DOMForm is a Python module for web scraping and web testing. It knows how to evaluate embedded JavaScript code in response to appropriate events. DOMForm supports both the ClientForm 0.1.x HTML form interface and the HTML DOM level 2 interface (note that ATM the DOM is written to an out-of-date version of the specification, and has some hacks to get it to work with "DOM as deployed"). The ClientForm interface makes it easy to parse HTML forms, fill them in and return them to the server. The DOM interface makes it easy to get at other parts of the document, and makes JavaScript support possible. The ability to switch back and forth between the two interfaces allows simpler code than would result from using either interface alone. DOMForm is partly derived from several third-party libraries. JavaScript support currently depends on Mozilla's GPLed spidermonkey JavaScript interpreter (which is available separately from Mozilla itself), and a Python interface to spidermonkey.

This package allows you to use web pages containing JavaScript code, have that code automatically executed at appropriate times, and have the results reflected both in an HTML DOM tree and in a higher-level browser-like object model (only the ClientForm part of this browser interface is implemented so far). Of course, automatic execution of much code depends on the use of either the browser-like interface or equivalent DOM methods: otherwise, the code can't know when the JavaScript should be executed. XXX lots of stuff not implemented yet: eg., javascript: URLs (easy to do, though).

It's easy to switch between the ClientForm API and the DOM, thus making it hard to get stuck in a position where further progress requires disproportionate coding effort:

from urllib2 import urlopen
from DOMForm import ParseResponse

response = urlopen("http://www.example.com/")
window = ParseResponse(response)
window.document  # HTML DOM Level 2 HTMLDocument interface
forms = window._htmlforms  # list of objects supporting ClientForm.HTMLForm i/face
form = forms[0]

assert form.name == "some_form"
domform = form.node  # level 2 HTML DOM HTMLFormElement interface
control = form.find_control("some_control")  # ClientForm.Control i/face
domcontrol = control.node  # corresponding level 2 HTML DOM HTMLElement i/face
doc.some_form._htmlform  # back to the ClientForm.HTMLForm interface again
doc.some_form.some_control._control  # ClientForm.Control interface again

response = urlopen(form.click())  # domform.submit() also works

Note that the level 2 HTML DOM interface is currently based on an old version of the specification, with some imperfect changes to provide some support for XHTML.

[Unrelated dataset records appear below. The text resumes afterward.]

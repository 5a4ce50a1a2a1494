//! Entrypoints grouped by how the crate is embedded.
//!
//! `service` is what a host needs to run the HTTP bridge.
//! `library` is the in-process surface for normalizing and storing deliveries.

pub mod service {
    //! Running the bridge as an HTTP service.
    pub use crate::{AppConfig, AppState, WcrmClient, WebhookSettings, build_router};
}

pub mod library {
    //! Embedding the normalizer and history store in another program.
    pub use crate::{
        ActionExecutor, ActionRequest, BridgeError, HistoryStore, MessageStoreService,
        NormalizedEvent, ScopeRegistry, StoredRecord, WcrmApi, WebhookReceiver, normalize,
    };
}
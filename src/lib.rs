// ============================================================================
// wCRM Bridge Library
// ============================================================================

pub mod actions;
pub mod config;
pub mod core;
pub mod normalizer;
pub mod outbound;
pub mod prelude;
pub mod storage;
pub mod web;
pub mod webhook;

// Re-export main types for convenience
pub use crate::core::{BridgeError, JsonObject, Result};
pub use normalizer::{EnvelopeShape, InboundEnvelope, NormalizedEvent, normalize};
pub use storage::{HistoryStore, ScopeRegistry, StoredRecord};

// Re-export the operational surface
pub use actions::{ActionExecutor, ActionRequest, ItemResult, MessageStoreService};
pub use config::AppConfig;
pub use outbound::{MessageContent, OutboundMessage, TemplateMessage, WcrmApi, WcrmClient};
pub use web::{AppState, build_router};
pub use webhook::{WebhookReceiver, WebhookSettings};
//! In-memory message history
//!
//! - `record.rs` - stored records and id generation
//! - `history.rs` - bounded FIFO store for one scope
//! - `registry.rs` - scope-keyed registry of stores, with snapshots

pub mod history;
pub mod record;
pub mod registry;

pub use history::{DEFAULT_CAPACITY, HistoryStore};
pub use record::{RecordStamp, StoredRecord, next_record_id};
pub use registry::{RegistrySnapshot, ScopeHandle, ScopeRegistry};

To interpret JavaScript, you need to pass the interpret argument to ParseResponse or ParseFile:

window = ParseResponse(response, interpret=["javascript"])

The HTML DOM should allow you to get at anything you need to know. Still, since the DOM does some normalisation and is only created after the original HTML has been fed through HTMLTidy, you may sometimes need or want access to the original HTML. ClientCookie's SeekableProcessor is one way of doing that:

from ClientCookie import build_opener, SeekableProcessor
opener = build_opener(SeekableProcessor)
response = opener.open("http://www.example.com/")
window = ParseResponse(response)
html = response.read()
response.seek(0)
# carry on using response object as if it hadn't been .read()

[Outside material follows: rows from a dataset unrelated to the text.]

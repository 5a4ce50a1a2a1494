use crate::core::{BridgeError, Result};
use std::fmt;
use std::str::FromStr;

#[derive(Debug, Clone, Copy, PartialEq, Eq)]
pub enum Resource {
    Message,
    MessageStore,
    Template,
}

impl Resource {
    pub fn as_str(&self) -> &'static str {
        match self {
            Self::Message => "message",
            Self::MessageStore => "messageStore",
            Self::Template => "template",
        }
    }
}

impl FromStr for Resource {
    type Err = BridgeError;

    fn from_str(name: &str) -> Result<Self> {
        match name {
            "message" => Ok(Self::Message),
            "messageStore" => Ok(Self::MessageStore),
            "template" => Ok(Self::Template),
            other => Err(BridgeError::UnknownResource(other.to_string())),
        }
    }
}

impl fmt::Display for Resource {
    fn fmt(&self, f: &mut fmt::Formatter<'_>) -> fmt::Result {
        f.write_str(self.as_str())
    }
}

#[derive(Debug, Clone, Copy, PartialEq, Eq)]
pub enum MessageOperation {
    SendText,
    SendImage,
    SendAudio,
    SendDocument,
    SendVideo,
    SendInteractiveList,
    SendInteractiveButtons,
}

#[derive(Debug, Clone, Copy, PartialEq, Eq)]
pub enum StoreOperation {
    GetAllMessages,
    GetMessagesByPhone,
    SaveMessage,
    ClearMessages,
}

#[derive(Debug, Clone, Copy, PartialEq, Eq)]
pub enum TemplateOperation {
    SendTemplate,
}

/// A resource/operation pair that passed validation.
#[derive(Debug, Clone, Copy, PartialEq, Eq)]
pub enum Operation {
    Message(MessageOperation),
    Store(StoreOperation),
    Template(TemplateOperation),
}

impl Operation {
    /// Resolves `operation` within `resource`.
    ///
    /// Operation names are only valid under their own resource, so
    /// `("template", "sendText")` is an unknown operation.
    pub fn parse(resource: &str, operation: &str) -> Result<Self> {
        let unknown = || BridgeError::UnknownOperation(operation.to_string());

        match resource.parse::<Resource>()? {
            Resource::Message => {
                let op = match operation {
                    "sendText" => MessageOperation::SendText,
                    "sendImage" => MessageOperation::SendImage,
                    "sendAudio" => MessageOperation::SendAudio,
                    "sendDocument" => MessageOperation::SendDocument,
                    "sendVideo" => MessageOperation::SendVideo,
                    "sendInteractiveList" => MessageOperation::SendInteractiveList,
                    "sendInteractiveButtons" => MessageOperation::SendInteractiveButtons,
                    _ => return Err(unknown()),
                };
                Ok(Self::Message(op))
            }
            Resource::MessageStore => {
                let op = match operation {
                    "getAllMessages" => StoreOperation::GetAllMessages,
                    "getMessagesByPhone" => StoreOperation::GetMessagesByPhone,
                    "saveMessage" => StoreOperation::SaveMessage,
                    "clearMessages" => StoreOperation::ClearMessages,
                    _ => return Err(unknown()),
                };
                Ok(Self::Store(op))
            }
            Resource::Template => match operation {
                "sendTemplate" => Ok(Self::Template(TemplateOperation::SendTemplate)),
                _ => Err(unknown()),
            },
        }
    }

    pub fn resource(&self) -> Resource {
        match self {
            Self::Message(_) => Resource::Message,
            Self::Store(_) => Resource::MessageStore,
            Self::Template(_) => Resource::Template,
        }
    }
}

Or you can store the html somewhere, then use ParseFile instead of ParseResponse.

If you want the HTML after the Javascript has been interpreted, use

from xml.dom.ext import XHtmlPrint
XHtmlPrint(doc, fileobj)

XHtmlPrettyPrint makes nicer output. Both functions will print any DOM node, not just an HTMLDocument.

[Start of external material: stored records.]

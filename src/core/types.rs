use super::{BridgeError, Result};
use serde_json::{Map, Value};

/// A JSON object as received on the wire.
pub type JsonObject = Map<String, Value>;

/// Returns the object if `value` is a JSON object with at least one key.
pub fn non_empty_object(value: &Value) -> Option<&JsonObject> {
    value.as_object().filter(|object| !object.is_empty())
}

/// Resolves a parameter that may arrive either as JSON text or as an inline
/// JSON value.
///
/// Form-style callers send `"[1, 2]"` while programmatic callers send `[1, 2]`;
/// both resolve to the same value. Text that does not parse fails with
/// `InvalidPayload` carrying `error_message`.
pub fn json_param(value: &Value, error_message: &str) -> Result<Value> {
    match value {
        Value::String(text) => serde_json::from_str(text)
            .map_err(|_| BridgeError::invalid_payload(error_message)),
        other => Ok(other.clone()),
    }
}

#[cfg(test)]
mod tests {
    use super::*;
    use serde_json::json;

    #[test]
    fn test_non_empty_object() {
        assert!(non_empty_object(&json!({"a": 1})).is_some());
        assert!(non_empty_object(&json!({})).is_none());
        assert!(non_empty_object(&json!([1])).is_none());
        assert!(non_empty_object(&Value::Null).is_none());
    }

    #[test]
    fn test_json_param_accepts_text_and_inline_values() {
        assert_eq!(json_param(&json!("[1, 2]"), "bad").unwrap(), json!([1, 2]));
        assert_eq!(json_param(&json!([1, 2]), "bad").unwrap(), json!([1, 2]));

        let err = json_param(&json!("{nope"), "Invalid JSON in Buttons field").unwrap_err();
        assert_eq!(err.to_string(), "Invalid JSON in Buttons field");
    }
}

There's some more documentation in the docstrings.

Thanks to Andrew Clover for advice and code on DOM 'liveness', all the PyXML contributors, and Gisle Aas, for the HTML::Form Perl code from which ClientForm was originally derived.

Major known bugs and surprises

Most of the bugs are in JavaScript support (which is very dodgy) and the DOM implementation. The ClientForm work-alike stuff is relatively stable (but see the entities and select_default bugs listed below).

Error / exception handling across JS/Python boundary is pathetic. IIRC, I'm waiting for Pyrex's except * feature to be fixed. There are a few print statements scattered about, as a result of this. Note that code listed with JavaScript error messages can be the WRONG CODE! Don't take it seriously.
Adding or removing form controls (eg. by JavaScript) doesn't get reflected in the ClientForm API. You have to call decorate_DOM(window) after this happens, to regenerate the HTMLForm and all its Controls, and rebind them to the DOM. I probably won't fix this (I'm guessing it won't cause problems).
Much of the Window class is still just stubs. This will be fixed, gradually. ATM, you can likely quite easily derive your own Window class with stubs that suit your application, and pass it to one of the Parse* functions through the window_class argument.
Stuff like javascript: scheme URLs, external JavaScript loading, etc. aren't implemented yet (but they're easy to add).
HTML DOM is based on old specification version (see above). This probably won't be fixed all in one go. Instead, changes will gradually be applied to improve compatibility with real-world JS code. For a while at least, this will mean a mixture of the two versions of the standard.
There are various other problems with the DOM -- eg. innerHTML isn't implemented. Thanks to my hacks (for live-ness, IE compatibility, bug fixes, changes to match newest DOM standard etc.), it's probably quite buggy, too.
Entities in attribute values aren't decoded. Seems to be a bug in sgmlop.
select_default argument is broken for RADIO controls. This should be fixed soon.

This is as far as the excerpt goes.